Baden Pailthorpe

Baden Pailthorpe | Cadence | Martin Browne Contemporary | July 25 - August 18 2013 from Baden Pailthorpe on Vimeo.


Baden Pailthorpe has produced some thoughtful and quite beautiful visual mantras using video game assets.

A straightforward interpretation would accept his patterned abstraction of the symbols of warfare as an articulation of how war and death are like wallpaper. It’s like making pretty pictures out of blood. The implication being that society is sociopathic, maybe… the banality of evil and all that.

But there’s something else that renders the movement of the soldiers in his works more graceful - ecstatic even. So as well as a critical approach to the normalisation of war, there’s also a subversion of that norm in the portrayal of the soldier as an expressive, emotive, artistic figure. A dancer. Which is quite at odds with any idea of combat that we might have. Or maybe not? The visual associations with mandalas, inkblot tests, altars, totems all imply some sort of higher focus, that there’s a kind of sublime state of conflict that these figures are involved with. Is war that fundamental? Is it a human trait? Is it noble?

Taking another approach, perhaps the piece is about disempowerment or disarmament.The works emasculate a number of very male figures, turning them into ornamentation. Ornamentation is passive, removes threat and practical purpose.

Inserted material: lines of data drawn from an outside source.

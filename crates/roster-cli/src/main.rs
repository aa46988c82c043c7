//! `roster`: command-line client for the roster server.
//!
//! # Usage
//!
//! ```text
//! roster campaigns list
//! roster campaigns add "Ventas Junio"
//! roster records "Campaña Principal" list --query ana --status Llamado
//! roster records "Campaña Principal" add --name Ana --national-id 1 --phone 555
//! roster records "Campaña Principal" update 1 --status Elegible --comment "ok"
//! roster stats "Campaña Principal"
//! ```

mod client;
mod render;

use std::path::PathBuf;

use anyhow::{Context, Result};
use clap::{Parser, Subcommand};
use client::{ApiClient, ApiConfig};
use roster_core::record::NewRecord;
use serde::{Deserialize, Serialize};
use tracing::level_filters::LevelFilter;
use tracing_subscriber::EnvFilter;

const DEFAULT_URL: &str = "http://localhost:5000";

// ─── CLI args ─────────────────────────────────────────────────────────────────

#[derive(Parser, Debug)]
#[command(name = "roster", about = "Command-line client for the roster server")]
struct Args {
  /// Path to a TOML config file (url).
  #[arg(short, long, value_name = "FILE")]
  config: Option<PathBuf>,

  /// Base URL of the roster server (default: http://localhost:5000).
  #[arg(long, env = "ROSTER_URL")]
  url: Option<String>,

  /// Print raw JSON instead of text.
  #[arg(long, global = true)]
  json: bool,

  #[command(subcommand)]
  command: Command,
}

#[derive(Subcommand, Debug)]
enum Command {
  /// Manage the campaign registry.
  Campaigns {
    #[command(subcommand)]
    action: Option<CampaignAction>,
  },
  /// Work with the records of one campaign.
  Records {
    campaign: String,
    #[command(subcommand)]
    action:   Option<RecordAction>,
  },
  /// Show status counts for one campaign.
  Stats { campaign: String },
}

#[derive(Subcommand, Debug)]
enum CampaignAction {
  List,
  Add { name: String },
  Rm { name: String },
}

#[derive(Subcommand, Debug)]
enum RecordAction {
  /// List records, optionally filtered.
  List {
    #[arg(short, long)]
    query:  Option<String>,
    #[arg(short, long)]
    status: Option<String>,
  },
  /// Add a record; it starts as Pendiente.
  Add {
    #[arg(long)]
    name:        String,
    #[arg(long)]
    national_id: String,
    #[arg(long)]
    phone:       String,
    #[arg(long, default_value = "")]
    phone2:      String,
  },
  /// Set the status and comment of a record.
  Update {
    national_id: String,
    #[arg(short, long)]
    status:      String,
    #[arg(short, long, default_value = "")]
    comment:     String,
  },
  Delete { national_id: String },
}

// ─── Config file ──────────────────────────────────────────────────────────────

/// Shape of the optional TOML config file.
#[derive(Deserialize, Default)]
struct ConfigFile {
  #[serde(default)]
  url: String,
}

/// CLI flag, then config file, then [`DEFAULT_URL`].
fn resolve_url(flag: Option<String>, file: &ConfigFile) -> String {
  flag
    .filter(|u| !u.is_empty())
    .or_else(|| (!file.url.is_empty()).then(|| file.url.clone()))
    .unwrap_or_else(|| DEFAULT_URL.to_string())
}

// ─── Entry point ──────────────────────────────────────────────────────────────

#[tokio::main]
async fn main() -> Result<()> {
  tracing_subscriber::fmt()
    .with_writer(std::io::stderr)
    .with_env_filter(
      EnvFilter::builder()
        .with_default_directive(LevelFilter::WARN.into())
        .from_env_lossy(),
    )
    .init();

  let args = Args::parse();

  let file_cfg: ConfigFile = if let Some(path) = &args.config {
    let raw = std::fs::read_to_string(path)
      .with_context(|| format!("reading config file {}", path.display()))?;
    toml::from_str(&raw).context("parsing config file")?
  } else {
    ConfigFile::default()
  };

  let base_url = resolve_url(args.url, &file_cfg);
  tracing::debug!(%base_url, "using server");
  let client = ApiClient::new(ApiConfig { base_url })?;

  run(&client, args.command, args.json).await
}

async fn run(client: &ApiClient, command: Command, json: bool) -> Result<()> {
  match command {
    Command::Campaigns { action } => match action.unwrap_or(CampaignAction::List) {
      CampaignAction::List => {
        let names = client.list_campaigns().await?;
        emit(json, &names, || render::campaigns(&names))
      }
      CampaignAction::Add { name } => {
        let name = client.add_campaign(&name).await?;
        emit(json, &name, || format!("added {name}\n"))
      }
      CampaignAction::Rm { name } => {
        client.remove_campaign(&name).await?;
        emit(json, &name, || format!("removed {name}\n"))
      }
    },

    Command::Records { campaign, action } => {
      let action = action.unwrap_or(RecordAction::List { query: None, status: None });
      match action {
        RecordAction::List { query, status } => {
          let list = client
            .list_records(&campaign, query.as_deref(), status.as_deref())
            .await?;
          emit(json, &list, || render::records(&list.records))
        }
        RecordAction::Add { name, national_id, phone, phone2 } => {
          let new = NewRecord { name, national_id, phone, phone2 };
          let record = client.add_record(&campaign, &new).await?;
          emit(json, &record, || render::record(&record))
        }
        RecordAction::Update { national_id, status, comment } => {
          let record = client
            .update_record(&campaign, &national_id, &status, &comment)
            .await?;
          emit(json, &record, || render::record(&record))
        }
        RecordAction::Delete { national_id } => {
          client.delete_record(&campaign, &national_id).await?;
          emit(json, &national_id, || format!("deleted {national_id}\n"))
        }
      }
    }

    Command::Stats { campaign } => {
      let stats = client.stats(&campaign).await?;
      emit(json, &stats, || render::stats(&stats))
    }
  }
}

fn emit<T: Serialize>(json: bool, value: &T, text: impl FnOnce() -> String) -> Result<()> {
  if json {
    println!("{}", serde_json::to_string_pretty(value)?);
  } else {
    print!("{}", text());
  }
  Ok(())
}

#[cfg(test)]
mod tests {
  use super::*;

  #[test]
  fn flag_overrides_config_file_which_overrides_default() {
    let file = ConfigFile { url: "http://file:1".into() };
    assert_eq!(resolve_url(Some("http://flag:2".into()), &file), "http://flag:2");
    assert_eq!(resolve_url(None, &file), "http://file:1");
    assert_eq!(resolve_url(None, &ConfigFile::default()), DEFAULT_URL);
  }

  #[test]
  fn config_file_parses_url() {
    let cfg: ConfigFile = toml::from_str("url = \"http://h:9\"").unwrap();
    assert_eq!(cfg.url, "http://h:9");
  }

  #[test]
  fn records_subcommand_parses_filters() {
    let args = Args::try_parse_from([
      "roster", "records", "Campaña Principal", "list", "-q", "ana", "-s", "Llamado",
    ])
    .unwrap();
    match args.command {
      Command::Records { campaign, action: Some(RecordAction::List { query, status }) } => {
        assert_eq!(campaign, "Campaña Principal");
        assert_eq!(query.as_deref(), Some("ana"));
        assert_eq!(status.as_deref(), Some("Llamado"));
      }
      other => panic!("unexpected command {other:?}"),
    }
  }

  #[test]
  fn update_requires_status() {
    assert!(Args::try_parse_from(["roster", "records", "X", "update", "1"]).is_err());
    let args = Args::try_parse_from([
      "roster", "--json", "records", "X", "update", "1", "--status", "Elegible",
    ])
    .unwrap();
    assert!(args.json);
  }
}
//! On-disk layout of the data directory.
//!
//! Campaign files carry exactly these seven columns, in this order. The
//! headers match the spreadsheets the files are exchanged with; the English
//! aliases are accepted when reading.

/// Header row written to every campaign file.
pub const COLUMNS: [&str; 7] = [
  "Nombre",
  "Cedula",
  "Telefono",
  "Telefono2",
  "Estatus",
  "Comentario",
  "FechaActualizacion",
];

/// Alternative headers accepted on read, index-aligned with [`COLUMNS`].
pub const ALIASES: [&str; 7] = [
  "Name",
  "NationalId",
  "Phone",
  "Phone2",
  "Status",
  "Comment",
  "LastUpdated",
];

/// Index of the timestamp column; backfilled with the load time when absent.
pub const LAST_UPDATED: usize = 6;

/// Extension of campaign files.
pub const EXTENSION: &str = "csv";

/// Name of the registry file inside the data directory.
pub const REGISTRY_FILE: &str = "lista_campañas.txt";
//! roster-server binary.
//!
//! Reads `config.toml` (or the path specified with `--config`), opens the CSV
//! campaign store in `data_dir`, and serves the JSON API over HTTP.
//!
//! # Example configuration
//!
//! ```toml
//! host             = "127.0.0.1"
//! port             = 5000
//! data_dir         = "~/roster/campaigns"
//! default_campaign = "Campaña Principal"
//! ```
//!
//! Every key can be overridden with a `ROSTER_`-prefixed environment variable
//! (e.g. `ROSTER_PORT=8080`).

use std::{path::PathBuf, sync::Arc};

use anyhow::Context as _;
use clap::Parser;
use roster_server::{ServerConfig, open_store};
use tokio::net::TcpListener;
use tracing::level_filters::LevelFilter;
use tracing_subscriber::EnvFilter;

#[derive(Parser)]
#[command(author, version, about = "Roster campaign record server")]
struct Cli {
  /// Path to the TOML configuration file.
  #[arg(short, long, default_value = "config.toml")]
  config: PathBuf,
}

#[tokio::main]
async fn main() -> anyhow::Result<()> {
  // Initialise tracing.
  tracing_subscriber::fmt()
    .with_env_filter(
      EnvFilter::builder()
        .with_default_directive(LevelFilter::INFO.into())
        .from_env_lossy(),
    )
    .init();

  let cli = Cli::parse();

  let server_cfg = ServerConfig::load(&cli.config)
    .with_context(|| format!("failed to read config from {:?}", cli.config))?;

  let store = open_store(&server_cfg)
    .await
    .with_context(|| format!("failed to open store at {:?}", server_cfg.data_dir))?;
  tracing::info!(data_dir = %store.dir().display(), "campaign store ready");

  let app = roster_server::router(Arc::new(store));
  let address = server_cfg.address();

  tracing::info!("Listening on http://{address}");
  let listener = TcpListener::bind(&address)
    .await
    .with_context(|| format!("failed to bind {address}"))?;

  axum::serve(listener, app).await.context("server error")?;

  Ok(())
}
//! Encoding and decoding between [`Record`] and campaign CSV bytes.
//!
//! Decoding is lenient about layout: columns are located by header (primary
//! or alias, any order), absent columns are backfilled, and short rows are
//! padded with empty cells. Encoding always writes the canonical layout.

use std::io;

use roster_core::record::{Record, Status};

use crate::schema::{ALIASES, COLUMNS, LAST_UPDATED};

// ─── Encode ──────────────────────────────────────────────────────────────────

/// Serialise records under the canonical header row.
pub fn encode_records(records: &[Record]) -> io::Result<Vec<u8>> {
  let mut writer = csv::Writer::from_writer(Vec::new());
  writer.write_record(COLUMNS)?;
  for r in records {
    writer.write_record([
      r.name.as_str(),
      r.national_id.as_str(),
      r.phone.as_str(),
      r.phone2.as_str(),
      r.status.label(),
      r.comment.as_str(),
      r.last_updated.as_str(),
    ])?;
  }
  writer.into_inner().map_err(|e| e.into_error())
}

// ─── Decode ──────────────────────────────────────────────────────────────────

/// Parse campaign CSV bytes.
///
/// `now` fills the timestamp column when the file has none; every other
/// missing column reads as an empty string.
pub fn decode_records(bytes: &[u8], now: &str) -> io::Result<Vec<Record>> {
  let mut reader = csv::ReaderBuilder::new()
    .flexible(true)
    .from_reader(bytes);

  let headers = reader.headers()?.clone();
  let positions: Vec<Option<usize>> = (0..COLUMNS.len())
    .map(|col| {
      headers.iter().position(|h| {
        let h = h.trim_start_matches('\u{feff}').trim();
        h == COLUMNS[col] || h == ALIASES[col]
      })
    })
    .collect();

  let mut records = Vec::new();
  for row in reader.records() {
    let row = row?;
    let cell = |col: usize| -> String {
      match positions[col] {
        Some(idx) => row.get(idx).unwrap_or_default().to_owned(),
        None if col == LAST_UPDATED => now.to_owned(),
        None => String::new(),
      }
    };
    records.push(Record {
      name:         cell(0),
      national_id:  cell(1),
      phone:        cell(2),
      phone2:       cell(3),
      status:       Status::from(cell(4)),
      comment:      cell(5),
      last_updated: cell(LAST_UPDATED),
    });
  }
  Ok(records)
}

It reminds me of a funny habit I have. Like many people, the presence of an authority figure has a curious effect on me. For example, just walking past a police officer is enough to reinforce my superego (for want of a better word) and prompt me to examine my actions (‘have I done anything wrong?’ I ask myself). Meeting the eye of a police officer is something I still have trouble with (what if they take that as a sign of guilt?). My way of fighting this subtle oppression is to be a pervert and look at their crotches and arses. If I check them out and objectify/fetishise them as sexual objects then I can somehow retain a position of power, even if it is only psychological. Maybe Pailthorpe’s 'dancers’ have undergone a similar process? Maybe he’s fetishising these overtly male figures as malleable ornamental figures and enacting a form of conceptual disarmament?

Or I could be talking shit again. Reading the blurb on Pailthorpe’s site gives a little more insight into how these figures were created. Nicked from military simulations it seems. I wonder how he got hold of them?